Having contemplated hundreds of Catholic saints over the past decade for my research both on Santa Muerte and Catholic death culture, I am intrigued by one in particular whom I have seen in countless churches across Europe and Latin America. Saint Sebastian was a third-century Roman martyr who during the the intense Diocletianic Persecution of Christians was ordered to face a firing squad of archers for his monotheistic faith. Though shot full of arrows, Sebastian, a Roman solider, miraculously survived, according to his hagiography. Saint Irene went to collect his body for Christian burial and discovered Sebastian still clinging to life and nursed him back to health over the course of several days. Undaunted by his near death, the brave soldier went to confront the pagan emperor Diocletian publicly on his pogrom against Christians. This time Sebastian didn’t survive the execution by clubbing that Diocletian ordered for his brazen defiance of imperial rule. Saint Lucy recovered his body from a Roman sewer where it had been dumped and had Sebastian buried in a Roman catacomb where a basilica dedicated to the martyred saint was eventually erected.

Beside being one of the saints I have seen most often at scores of churches and shrines across Latin America and Europe, the scantily clad and muscular saint interests me due to his relevance to my research on Catholic death culture and faith healing. The Roman saint is associated with both the concept of Holy Death (one of Santa Muerte’s English translations) and the Black Plague. Medieval Europeans correlated the apparent randomness with which the Plague struck to an indiscriminate rain of arrows from the sky.  And since Sebastian was already associated with arrows,  he, along with French saint, Roch, became one of the most popular guardian saints during the Black Death.  Of course, it was also at this same time that the figure of the Grim  Reaper first emerged in European art as a skeletal personification of death.
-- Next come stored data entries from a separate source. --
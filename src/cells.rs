//! Higher-order cell family
//!
//! Six cell types interpolating geometry and attributes to arbitrary
//! polynomial order: curves, triangles, quadrilaterals, tetrahedra,
//! hexahedra and prisms. Each cell stores a flat list of control points
//! and global point ids, and answers geometric queries by decomposing
//! itself into linear sub-cells.
//!
//! The lifecycle is two-phase. An order may be declared up front with
//! [`HigherOrderCell::set_order`] (or read from a cell-data attribute),
//! in which case [`HigherOrderCell::set_points`] validates the point
//! count against it; without a declared order a uniform order is inferred
//! from the point count. All derived tables are rebuilt at assignment
//! time, so the read-only getters never mutate.

pub mod cache;
pub mod curve;
pub mod hexahedron;
pub mod prism;
pub mod quadrilateral;
pub mod tetrahedron;
pub mod triangle;

pub use cache::IndexCache;
pub use curve::HigherOrderCurve;
pub use hexahedron::HigherOrderHexahedron;
pub use prism::HigherOrderPrism;
pub use quadrilateral::HigherOrderQuadrilateral;
pub use tetrahedron::HigherOrderTetrahedron;
pub use triangle::HigherOrderTriangle;

use crate::collocation;
use crate::indexing;
use crate::interpolation;
use crate::linear::{self, LinearCell};
use crate::reference_cell;
use crate::subdivision;
use crate::types::{
    Attributes, CellError, LineIntersection, PositionEvaluation, PositionStatus, RealScalar,
    ReferenceCellType, Result, TessellationOutput, Triangulation, DEGREES_ATTRIBUTE_NAME,
};
use itertools::izip;
use num::{Float, ToPrimitive};

/// The uniform contract of the higher-order cell family.
pub trait HigherOrderCell<T: RealScalar> {
    /// The reference cell type.
    fn cell_type(&self) -> ReferenceCellType;

    /// The per-axis polynomial order.
    fn order(&self) -> [usize; 3];

    /// The number of control points currently stored.
    fn num_points(&self) -> usize;

    /// The control point coordinates, in flat point order.
    fn points(&self) -> &[[T; 3]];

    /// The global ids of the control points.
    fn point_ids(&self) -> &[usize];

    /// The number of linear sub-cells the cell decomposes into.
    fn num_sub_cells(&self) -> usize;

    /// Parametric coordinates of the control points.
    fn parametric_coords(&self) -> &[[T; 3]];

    /// Declare the per-axis polynomial order.
    ///
    /// If control points are already stored their count must match the
    /// new order (or a serendipity variant of this cell type).
    fn set_order(&mut self, order: [usize; 3]) -> Result<()>;

    /// Read the per-axis order from the `HigherOrderDegrees` cell-data
    /// attribute of cell `cell_id`.
    fn set_order_from_cell_data(
        &mut self,
        cell_data: &Attributes<T>,
        cell_id: usize,
    ) -> Result<()>;

    /// Assign the control points and their global ids, in flat point
    /// order.
    ///
    /// With no declared order a uniform order is inferred from the point
    /// count.
    fn set_points(&mut self, points: &[[T; 3]], ids: &[usize]) -> Result<()>;

    /// Closest-point and containment query against the sub-cell
    /// decomposition.
    fn evaluate_position(&mut self, x: &[T; 3]) -> Result<PositionEvaluation<T>>;

    /// Map parametric coordinates to physical space, returning the
    /// interpolation weights over the full control-point grid.
    fn evaluate_location(&self, pc: &[T; 3]) -> Result<([T; 3], Vec<T>)>;

    /// Spatial derivatives of `width`-component point values at `pc`.
    ///
    /// `values` holds one `width`-tuple per control point; the output
    /// holds `[d/dx, d/dy, d/dz]` per component.
    fn derivatives(&self, pc: &[T; 3], values: &[T], width: usize) -> Result<Vec<T>>;

    /// Earliest intersection of the segment `[p1, p2]` with the cell.
    fn intersect_with_line(
        &mut self,
        p1: &[T; 3],
        p2: &[T; 3],
        tol: T,
    ) -> Result<Option<LineIntersection<T>>>;

    /// Simplicial triangulation of the full sub-cell decomposition.
    fn triangulate(&mut self) -> Result<Triangulation<T>>;

    /// Generate the iso-contour of the piecewise-linear interpolant of
    /// the control-point `scalars`.
    ///
    /// `point_data` is indexed by global point id; cell-centred
    /// attributes are duplicated across every emitted fragment.
    #[allow(clippy::too_many_arguments)]
    fn contour(
        &mut self,
        value: T,
        scalars: &[T],
        point_data: &Attributes<T>,
        cell_data: &Attributes<T>,
        cell_id: usize,
        out: &mut TessellationOutput<T>,
    ) -> Result<()>;

    /// Clip the cell against an iso-value of the control-point `scalars`.
    #[allow(clippy::too_many_arguments)]
    fn clip(
        &mut self,
        value: T,
        scalars: &[T],
        inside_out: bool,
        point_data: &Attributes<T>,
        cell_data: &Attributes<T>,
        cell_id: usize,
        out: &mut TessellationOutput<T>,
    ) -> Result<()>;

    /// Global ids of the corner vertices of the boundary entity closest
    /// to `pc` in parametric space, and whether `pc` lies inside the cell.
    fn cell_boundary(&self, pc: &[T; 3]) -> Result<(Vec<usize>, bool)>;
}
Since the Reaper and Reapress (in Mediterranean countries) were harvesting European souls at unprecedented rates during the Plague, countless Christians turned to the martyred Sebastian for both protection from the insidious pandemic and for a good Catholic death in the event that the random arrows of the Black Death pierced the saint’s protective shield.

 

The Roman holy man’s role as both supernatural protector from the Plague and patron of Holy Death find extraordinary historical continuity in Mexican folk saint Santa Muerte’s present role as protectress and healer, not to mention granting a Good Death, for Mexican devotees battling Coronavirus in one of the hardest hit countries on the planet. That one of the English translations of her name is Holy Death (Saint Death is the other) captures the paramount importance of the Skeleton Saint’s mission of attending to those who seek a relatively peaceful and painless demise. And the contemporary parallels between Sebastian and Santa Muerte have an intriguing historical precedent.
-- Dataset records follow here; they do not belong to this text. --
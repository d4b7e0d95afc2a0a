//! Higher-order quadrilateral

use crate::cells::{self, CellBase, HigherOrderCell};
use crate::linear::Quadrilateral;
use crate::types::{
    Attributes, LineIntersection, PositionEvaluation, RealScalar, ReferenceCellType, Result,
    TessellationOutput, Triangulation,
};

/// An arbitrary-order quadrilateral cell with independent per-axis orders.
pub struct HigherOrderQuadrilateral<T: RealScalar> {
    base: CellBase<T>,
    scratch: Quadrilateral<T>,
}

impl<T: RealScalar> HigherOrderQuadrilateral<T> {
    /// Create an empty cell.
    pub fn new() -> Self {
        Self {
            base: CellBase::new(ReferenceCellType::Quadrilateral),
            scratch: Quadrilateral::new(),
        }
    }
}

impl<T: RealScalar> Default for HigherOrderQuadrilateral<T> {
    fn default() -> Self {
        Self::new()
    }
}

impl<T: RealScalar> HigherOrderCell<T> for HigherOrderQuadrilateral<T> {
    fn cell_type(&self) -> ReferenceCellType {
        self.base.cell
    }

    fn order(&self) -> [usize; 3] {
        self.base.order
    }

    fn num_points(&self) -> usize {
        self.base.points.len()
    }

    fn points(&self) -> &[[T; 3]] {
        &self.base.points
    }

    fn point_ids(&self) -> &[usize] {
        &self.base.ids
    }

    fn num_sub_cells(&self) -> usize {
        self.base.num_sub_cells()
    }

    fn parametric_coords(&self) -> &[[T; 3]] {
        &self.base.colloc
    }

    fn set_order(&mut self, order: [usize; 3]) -> Result<()> {
        self.base.set_order(order, None)
    }

    fn set_order_from_cell_data(
        &mut self,
        cell_data: &Attributes<T>,
        cell_id: usize,
    ) -> Result<()> {
        self.base.set_order_from_cell_data(cell_data, cell_id, None)
    }

    fn set_points(&mut self, points: &[[T; 3]], ids: &[usize]) -> Result<()> {
        self.base.set_points(points, ids, None)
    }

    fn evaluate_position(&mut self, x: &[T; 3]) -> Result<PositionEvaluation<T>> {
        cells::evaluate_position_impl(&self.base, &mut self.scratch, x)
    }

    fn evaluate_location(&self, pc: &[T; 3]) -> Result<([T; 3], Vec<T>)> {
        self.base.evaluate_location(pc)
    }

    fn derivatives(&self, pc: &[T; 3], values: &[T], width: usize) -> Result<Vec<T>> {
        self.base.derivatives(pc, values, width)
    }

    fn intersect_with_line(
        &mut self,
        p1: &[T; 3],
        p2: &[T; 3],
        tol: T,
    ) -> Result<Option<LineIntersection<T>>> {
        cells::intersect_with_line_impl(&self.base, &mut self.scratch, p1, p2, tol)
    }

    fn triangulate(&mut self) -> Result<Triangulation<T>> {
        cells::triangulate_impl(&self.base, &mut self.scratch)
    }

    fn contour(
        &mut self,
        value: T,
        scalars: &[T],
        point_data: &Attributes<T>,
        cell_data: &Attributes<T>,
        cell_id: usize,
        out: &mut TessellationOutput<T>,
    ) -> Result<()> {
        cells::contour_impl(
            &self.base,
            &mut self.scratch,
            value,
            scalars,
            point_data,
            cell_data,
            cell_id,
            out,
        )
    }

    fn clip(
        &mut self,
        value: T,
        scalars: &[T],
        inside_out: bool,
        point_data: &Attributes<T>,
        cell_data: &Attributes<T>,
        cell_id: usize,
        out: &mut TessellationOutput<T>,
    ) -> Result<()> {
        cells::clip_impl(
            &self.base,
            &mut self.scratch,
            value,
            scalars,
            inside_out,
            point_data,
            cell_data,
            cell_id,
            out,
        )
    }

    fn cell_boundary(&self, pc: &[T; 3]) -> Result<(Vec<usize>, bool)> {
        self.base.cell_boundary(pc)
    }
}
Doña Sebastiana was a female personifcation of death, typically marked by snow-white hair, whose wooden effigy was pulled in a death cart during Holy Week processions by Penitentes in 19th-century New Mexico and Colorado. While Sebastian’s body was riddled with arrows from the firing squad, Doña Sebastiana was most often depicted pulling a bow and arrow for reaping the soul of an unsuspecting mortal. That there is no Catholic saint named Sebastiana is further evidence that the Catholic brotherhoods of isolated mountain towns in the southern Rockies who practiced a heterodox Mexican folk Catholicism associated Sebastian, the Plague saint and patron of Good Death, with la Parca, the Spanish Grim Reapress, and in a fascinating case of New World religious syncretism fused the two to create Doña Sebastiana, whom the Penitentes also referred to as Santa Muerte in their hymns and prayers.
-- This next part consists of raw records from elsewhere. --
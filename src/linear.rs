//! Linear cell primitives
//!
//! Degree-1 cells backing the sub-cell queries of the higher-order family.
//! Each cell stores its corner coordinates and global point ids as scratch
//! space that callers overwrite between queries. Closest-point queries are
//! closed-form for simplices and Newton iterations for the tensor-product
//! cells; contouring and clipping run exact case analysis on simplices, with
//! quadrilaterals, hexahedra and prisms delegating through their simplicial
//! triangulation.

pub mod hexahedron;
pub mod line;
pub mod prism;
pub mod quadrilateral;
pub mod tetrahedron;
pub mod triangle;

pub use hexahedron::Hexahedron;
pub use line::Line;
pub use prism::Prism;
pub use quadrilateral::Quadrilateral;
pub use tetrahedron::Tetrahedron;
pub use triangle::Triangle;

use crate::interpolation;
use crate::reference_cell;
use crate::types::{
    Attributes, CellError, LineIntersection, PositionEvaluation, PositionStatus, RealScalar,
    ReferenceCellType, Result, TessellationOutput, Triangulation,
};
use num::Float;

/// Iteration cap for the tensor-product closest-point Newton solves.
pub const MAX_NEWTON_ITERATIONS: usize = 10;

/// Convergence threshold (on the parametric update norm) for Newton solves.
pub const NEWTON_TOLERANCE: f64 = 1e-10;

/// Parametric slack when classifying a point as inside a cell.
pub const PARAMETRIC_TOLERANCE: f64 = 1e-10;

pub(crate) fn sub3<T: RealScalar>(a: &[T; 3], b: &[T; 3]) -> [T; 3] {
    [a[0] - b[0], a[1] - b[1], a[2] - b[2]]
}

pub(crate) fn dot3<T: RealScalar>(a: &[T; 3], b: &[T; 3]) -> T {
    a[0] * b[0] + a[1] * b[1] + a[2] * b[2]
}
Remarkably, the syncretism and parallels between the Roman martyr and Mexican death saint aren’t limited to protection, healing, and mortality but even extend to the realm of sexual orientation. Because of the abundant homoerotic depictions of Sebastian as a scantily clad Adonis, the patron saint also of soldiers has become a gay icon embraced by many queer men as a symbol of heroic resistance to societal oppression and discrimination. In a similar vein, Santa Muerte is the unofficial matron saint of hundreds of thousands of LGBTQ folks in Mexico and the US and beyond because she is death and death accepts all comers, no matter sexual orientation, occupation or nationality. Such is her appeal to North American LGBTQ communities that her rainbow colored votive candle, known as Santa Muerte of the 7 Powers, appears to be morphing into LGBTQ Skeleton Saint, especially since many recent devotees aren’t familiar with the color symbolism of the fastest growing new religious movement in the West.

In short, that Saint Sebastian has remained relevant across the centuries gives testament to the paramount importance of the interrelated themes of faith healing and a good death in societies of Christian heritage. It is no coincidence that the NRM of Santa Muerte has experienced meteoric growth in large measured based on the folk saint’s reputation for healing the sick and granting a good death to Mexicans plagued by so much bad death.